Fiennes: I was super thrilled to get off with this and know that Niki was helming. I, like many other people, was really taken with Whale Rider and her other films. I knew from an independent aspect that she could bring all the nuance and detail. Also, she has the extraordinary ability of big scope and action, so I was wildly excited about being in her company, and obviously, alongside Jennifer and a great team of cinematographers. The combination was something I felt very moved by.
I found myself relating to the quieter moments in Alaska of the bonding between Jennifer’s and Lucy’s characters. Did you give them any notes or ideas on how to grow that relationship?
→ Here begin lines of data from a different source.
use crate::api_client::ApiClient;
use crate::api_contracts::{Comparison, ResultPayload, WebhookEvent};
use crate::config::Config;
use crate::error::ApiError;
use crate::log_buffer::LogBuffer;

/// Caller-supplied outcome of one build.
#[derive(Debug, Clone)]
pub struct BuildOutcome {
    pub success: bool,
    /// Comparison records in the order the engine produced them; `None`
    /// means the build produced none.
    pub comparisons: Option<Vec<Comparison>>,
    /// The webhook event that triggered the run, if any.
    pub event: Option<WebhookEvent>,
}

/// Assembles and posts the result payload for the current build.
pub struct ResultReporter {
    config: Config,
    api: ApiClient,
    logger: LogBuffer,
}

impl ResultReporter {
    pub fn new(config: Config, logger: LogBuffer) -> Self {
        let api = ApiClient::new(&config);
        Self {
            config,
            api,
            logger,
        }
    }

    /// Send the build outcome to the results API.
    ///
    /// The response body is returned opaquely; failures from the outbound
    /// request are propagated without retrying. Neither the configuration
    /// nor the caller's comparisons are modified.
    pub async fn send_result(&self, outcome: BuildOutcome) -> Result<serde_json::Value, ApiError> {
        self.api.send("result", &self.build_payload(outcome)).await
    }

    /// Assemble the result payload from configuration, caller data and the
    /// accumulated log.
    fn build_payload(&self, outcome: BuildOutcome) -> ResultPayload {
        let (repo_owner, repo_name) = self.config.repo_owner_and_name();

        ResultPayload {
            project_id: self.config.lost_pixel_project_id.clone(),
            build_id: self.config.ci_build_id.clone(),
            build_number: self.config.ci_build_number.clone(),
            branch_ref: self.config.commit_ref.clone(),
            branch_name: self.config.commit_ref_name.clone(),
            repo_owner: repo_owner.to_string(),
            repo_name: repo_name.to_string(),
            commit: self.config.commit_hash.clone(),
            build_meta: outcome.event,
            comparisons: outcome.comparisons.unwrap_or_default(),
            success: outcome.success,
            log: self.logger.snapshot(),
        }
    }
}
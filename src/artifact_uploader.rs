use std::collections::HashMap;
use std::path::PathBuf;
use std::sync::OnceLock;

use aws_sdk_s3::config::{BehaviorVersion, Credentials, Region};
use aws_sdk_s3::primitives::ByteStream;
use aws_sdk_s3::Client;

use crate::config::S3Config;
use crate::error::UploadError;
use crate::log_buffer::LogBuffer;

/// Signing region used when the configuration leaves it unset; matches the
/// default most S3-compatible backends assume.
const DEFAULT_REGION: &str = "us-east-1";

/// Storage client shared by every upload in the process. Constructed on
/// first use; the first uploader's configuration wins.
static SHARED_CLIENT: OnceLock<Client> = OnceLock::new();

/// A single artifact to store.
#[derive(Debug, Clone)]
pub struct UploadRequest {
    /// Object key under the configured bucket.
    pub upload_path: String,
    /// Local file to read.
    pub file_path: PathBuf,
    /// Key/value metadata attached to the stored object.
    pub metadata: HashMap<String, String>,
}

/// Backend descriptor for a stored object.
#[derive(Debug, Clone)]
pub struct UploadResult {
    pub etag: Option<String>,
    pub version_id: Option<String>,
}

/// Uploads artifact files into the configured bucket.
pub struct ArtifactUploader {
    config: S3Config,
    logger: LogBuffer,
}

impl ArtifactUploader {
    pub fn new(config: S3Config, logger: LogBuffer) -> Self {
        Self { config, logger }
    }

    /// Store one local file under its destination key in the configured
    /// bucket, attaching the request's metadata.
    ///
    /// The storage client is created lazily on the first upload and reused
    /// process-wide; later calls do not re-authenticate. Failures are
    /// propagated without retrying.
    pub async fn upload_file(&self, request: UploadRequest) -> Result<UploadResult, UploadError> {
        self.logger.log(format!(
            "Uploading '{}' to '{}'",
            request.file_path.display(),
            request.upload_path
        ));

        // Read the source before touching the client so a missing file
        // never initializes the backend connection.
        let body = ByteStream::from_path(&request.file_path).await?;

        let client = self.shared_client();
        self.put_object(client, &request, body).await
    }

    /// The process-wide storage client, built from this uploader's
    /// configuration if no upload has run yet.
    fn shared_client(&self) -> &'static Client {
        SHARED_CLIENT.get_or_init(|| build_client(&self.config))
    }

    async fn put_object(
        &self,
        client: &Client,
        request: &UploadRequest,
        body: ByteStream,
    ) -> Result<UploadResult, UploadError> {
        let output = client
            .put_object()
            .bucket(&self.config.bucket_name)
            .key(&request.upload_path)
            .body(body)
            .set_metadata(Some(request.metadata.clone()))
            .send()
            .await
            .map_err(|e| {
                tracing::error!(
                    error = %e,
                    bucket = %self.config.bucket_name,
                    key = %request.upload_path,
                    "Bucket write failed"
                );
                UploadError::Backend(e)
            })?;

        Ok(UploadResult {
            etag: output.e_tag().map(str::to_string),
            version_id: output.version_id().map(str::to_string),
        })
    }
}

/// Build a storage client bound to the configured endpoint and credentials.
fn build_client(config: &S3Config) -> Client {
    let credentials = Credentials::new(
        config.access_key.clone(),
        config.secret_key.clone(),
        config.session_token.clone(),
        None,
        "lost-pixel-config",
    );

    let region = config
        .region
        .clone()
        .unwrap_or_else(|| DEFAULT_REGION.to_string());

    let s3_config = aws_sdk_s3::Config::builder()
        .behavior_version(BehaviorVersion::latest())
        .region(Region::new(region))
        .endpoint_url(config.endpoint_url())
        .credentials_provider(credentials)
        .force_path_style(true)
        .build();

    Client::from_conf(s3_config)
}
Caro: Yeah, we did a lot of talking, but not too much talking. I think when you work with children — and I have quite a bit, and I enjoy it very much — a big part of the process for me is not overwhelming them with ideas and not getting in the way of their natural responses to things. For me, as a director, I like for the set to be as real as possible. This is why this whole movie’s shot on location.
We didn’t build a set of that little cabin in a studio. We built that little cabin on the edge of a lake in the freakin’ coldest part of British Columbia. For Lucy and Jennifer, those moments where they’re by themselves, we are really building that relationship as we’re shooting it. It’s happening, [and] it’s a great process.
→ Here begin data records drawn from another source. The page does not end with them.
use serde::Serialize;

use crate::config::Config;
use crate::error::ApiError;

/// Client for the Lost Pixel platform API.
///
/// One client per process is enough; it only knows how to POST a JSON body
/// to a logical route under the configured platform URL.
pub struct ApiClient {
    base_url: String,
    api_key: Option<String>,
    client: reqwest::Client,
}

impl ApiClient {
    /// Create a new API client from process configuration.
    pub fn new(config: &Config) -> Self {
        // Create client with 60 second timeout: result ingestion can take
        // a while for builds with many comparisons.
        // Include version in User-Agent header for tracking
        let version = env!("CARGO_PKG_VERSION");
        let user_agent = format!("LostPixel/{}", version);

        let client = reqwest::Client::builder()
            .timeout(std::time::Duration::from_secs(60))
            .user_agent(&user_agent)
            .build()
            .unwrap_or_else(|_| reqwest::Client::new());

        Self {
            base_url: config
                .lost_pixel_platform_url
                .trim_end_matches('/')
                .to_string(),
            api_key: config.api_key.clone(),
            client,
        }
    }

    /// URL for a logical API route.
    fn route_url(&self, route: &str) -> String {
        format!("{}/api/{}", self.base_url, route)
    }

    /// POST a JSON body to a logical route and return the raw response body.
    ///
    /// No retries: transport errors and non-success statuses are propagated
    /// to the caller as-is.
    pub async fn send<T: Serialize>(
        &self,
        route: &str,
        body: &T,
    ) -> Result<serde_json::Value, ApiError> {
        let mut request = self.client.post(self.route_url(route)).json(body);

        if let Some(ref api_key) = self.api_key {
            request = request.header("x-api-key", api_key);
        }

        let response = request.send().await?;

        if !response.status().is_success() {
            let status = response.status();
            let body = response.text().await.unwrap_or_default();
            return Err(ApiError::Status { status, body });
        }

        Ok(response.json().await?)
    }
}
You touched on working with younger actors and actresses. Is there a secret to finding a young actress, especially on this one when you were casting during COVID-19?
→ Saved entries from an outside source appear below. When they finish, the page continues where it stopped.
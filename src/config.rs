//! Process configuration
//!
//! All fields mirror the camelCase shape of the project's JSON config file,
//! and every CI-provided value can also be sourced directly from
//! environment variables. The loaded struct is passed explicitly into the
//! uploader and the reporter; nothing reads configuration globally.

use serde::{Deserialize, Serialize};
use std::env;
use std::fs;
use std::path::Path;

use crate::error::ConfigError;

const DEFAULT_PLATFORM_URL: &str = "https://api.lost-pixel.com";
const DEFAULT_S3_PORT: u16 = 443;

/// Object-storage connection settings.
#[derive(Debug, Clone, Serialize, Deserialize)]
#[serde(rename_all = "camelCase")]
pub struct S3Config {
    pub end_point: String,
    #[serde(default)]
    pub region: Option<String>,
    pub access_key: String,
    pub secret_key: String,
    #[serde(default)]
    pub session_token: Option<String>,
    #[serde(default)]
    pub port: Option<u16>,
    #[serde(default = "default_ssl")]
    pub ssl: bool,
    pub bucket_name: String,
}

fn default_ssl() -> bool {
    true
}

impl S3Config {
    /// Full endpoint URL for the storage backend.
    ///
    /// The port defaults to 443 and the scheme follows the `ssl` flag.
    pub fn endpoint_url(&self) -> String {
        let scheme = if self.ssl { "https" } else { "http" };
        let port = self.port.unwrap_or(DEFAULT_S3_PORT);
        format!("{}://{}:{}", scheme, self.end_point, port)
    }
}

/// Build and repository configuration for one run.
#[derive(Debug, Clone, Serialize, Deserialize)]
#[serde(rename_all = "camelCase")]
pub struct Config {
    pub lost_pixel_project_id: String,
    #[serde(default = "default_platform_url")]
    pub lost_pixel_platform_url: String,
    #[serde(default)]
    pub api_key: Option<String>,
    pub ci_build_id: String,
    pub ci_build_number: String,
    /// Single `owner/name` string, the way CI providers expose it.
    pub repository: String,
    pub commit_ref: String,
    pub commit_ref_name: String,
    pub commit_hash: String,
    pub s3: S3Config,
}

fn default_platform_url() -> String {
    DEFAULT_PLATFORM_URL.to_string()
}

impl Config {
    /// Load configuration from environment variables.
    ///
    /// `S3_REGION` and `S3_SESSION_TOKEN` are optional and simply omitted
    /// when unset; every other variable without a default is required.
    pub fn from_env() -> Result<Self, ConfigError> {
        Ok(Self {
            lost_pixel_project_id: require_var("LOST_PIXEL_PROJECT_ID")?,
            lost_pixel_platform_url: env::var("LOST_PIXEL_PLATFORM_URL")
                .unwrap_or_else(|_| DEFAULT_PLATFORM_URL.to_string()),
            api_key: optional_var("LOST_PIXEL_API_KEY"),
            ci_build_id: require_var("CI_BUILD_ID")?,
            ci_build_number: require_var("CI_BUILD_NUMBER")?,
            repository: require_var("REPOSITORY")?,
            commit_ref: require_var("COMMIT_REF")?,
            commit_ref_name: require_var("COMMIT_REF_NAME")?,
            commit_hash: require_var("COMMIT_HASH")?,
            s3: S3Config {
                end_point: require_var("S3_END_POINT")?,
                region: optional_var("S3_REGION"),
                access_key: require_var("S3_ACCESS_KEY")?,
                secret_key: require_var("S3_SECRET_KEY")?,
                session_token: optional_var("S3_SESSION_TOKEN"),
                port: parse_port_var("S3_PORT")?,
                ssl: parse_bool_var("S3_SSL", true)?,
                bucket_name: require_var("S3_BUCKET_NAME")?,
            },
        })
    }

    /// Load configuration from a JSON config file.
    ///
    /// # Returns
    /// * `Ok(Some(config))` if the file exists and was parsed successfully
    /// * `Ok(None)` if the file doesn't exist
    /// * `Err(...)` if the file exists but couldn't be read/parsed
    pub fn from_file(path: &Path) -> Result<Option<Self>, ConfigError> {
        if !path.exists() {
            return Ok(None);
        }

        let contents = fs::read_to_string(path)?;
        let config = serde_json::from_str(&contents)?;

        Ok(Some(config))
    }

    /// Split the `owner/name` repository string on its first separator.
    ///
    /// A name containing further slashes is kept intact; a string without
    /// any separator yields an empty name.
    pub fn repo_owner_and_name(&self) -> (&str, &str) {
        match self.repository.split_once('/') {
            Some((owner, name)) => (owner, name),
            None => (self.repository.as_str(), ""),
        }
    }
}

fn require_var(name: &'static str) -> Result<String, ConfigError> {
    env::var(name).map_err(|_| ConfigError::MissingVar(name))
}

fn optional_var(name: &str) -> Option<String> {
    env::var(name).ok().filter(|value| !value.is_empty())
}

fn parse_port_var(name: &'static str) -> Result<Option<u16>, ConfigError> {
    match optional_var(name) {
        Some(raw) => raw.parse().map(Some).map_err(|e| ConfigError::InvalidVar {
            name,
            reason: format!("{}", e),
        }),
        None => Ok(None),
    }
}

fn parse_bool_var(name: &'static str, default: bool) -> Result<bool, ConfigError> {
    match optional_var(name) {
        Some(raw) => match raw.as_str() {
            "true" | "1" => Ok(true),
            "false" | "0" => Ok(false),
            other => Err(ConfigError::InvalidVar {
                name,
                reason: format!("expected a boolean, got '{}'", other),
            }),
        },
        None => Ok(default),
    }
}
Caro: Yeah, that was hard. These kids are needles and haystacks, but they’re there. I rely on really great casting directors and really rigorous casting searches. The search goes really wide. For me, it’s instinct. I know I have a strong instinct for the kind of kid that’s going to be able to handle the work, for starters. These kids are frequently very bright. They enjoy a lot of stimulation. They’re very open. Generally, the kids I tend to work [with] are not too practiced in the art and the skill of acting. I like that natural rawness.
Jennifer Lopez is a larger-than-life star. You look at her filmography, and she hasn’t done many action roles. As a great dancer and choreographer, it’s a seamless performance that jumps off the screen. What’s one of the subtle aspects of her performance?
Fiennes: One of my favorite moments in the movie is when she is at a gas station, and she has to make this decision. There’s a vulnerability there. So yeah, there’s a whole badass nature. She’s got her military background, but there’s a vulnerability. I think what Jennifer has is this extraordinary authenticity and generosity. Somewhere within her spirit, you look, and you know there’s a good, moral person there.
That aspect really comes through the lens. It’s probably true of her in real life. She’s just a wonderful being. I think over and above what her character does and the running and the action, there’s a compassionate soul who is having to repress that compassion because she doesn’t want to open up a loving relationship that someone else, like Adrian, could steal.
Caro: One of the reasons that I wanted to work with her so badly is her skill and her depth and strength as a dramatic actress. She has such power in the subtlety of her dramatic work. When you pair that depth and that strong, quiet presence with this dynamic, physical performer, you’ve got the most fascinating, compelling package for this particular movie.
The Mother streams exclusively on Netflix on May 12.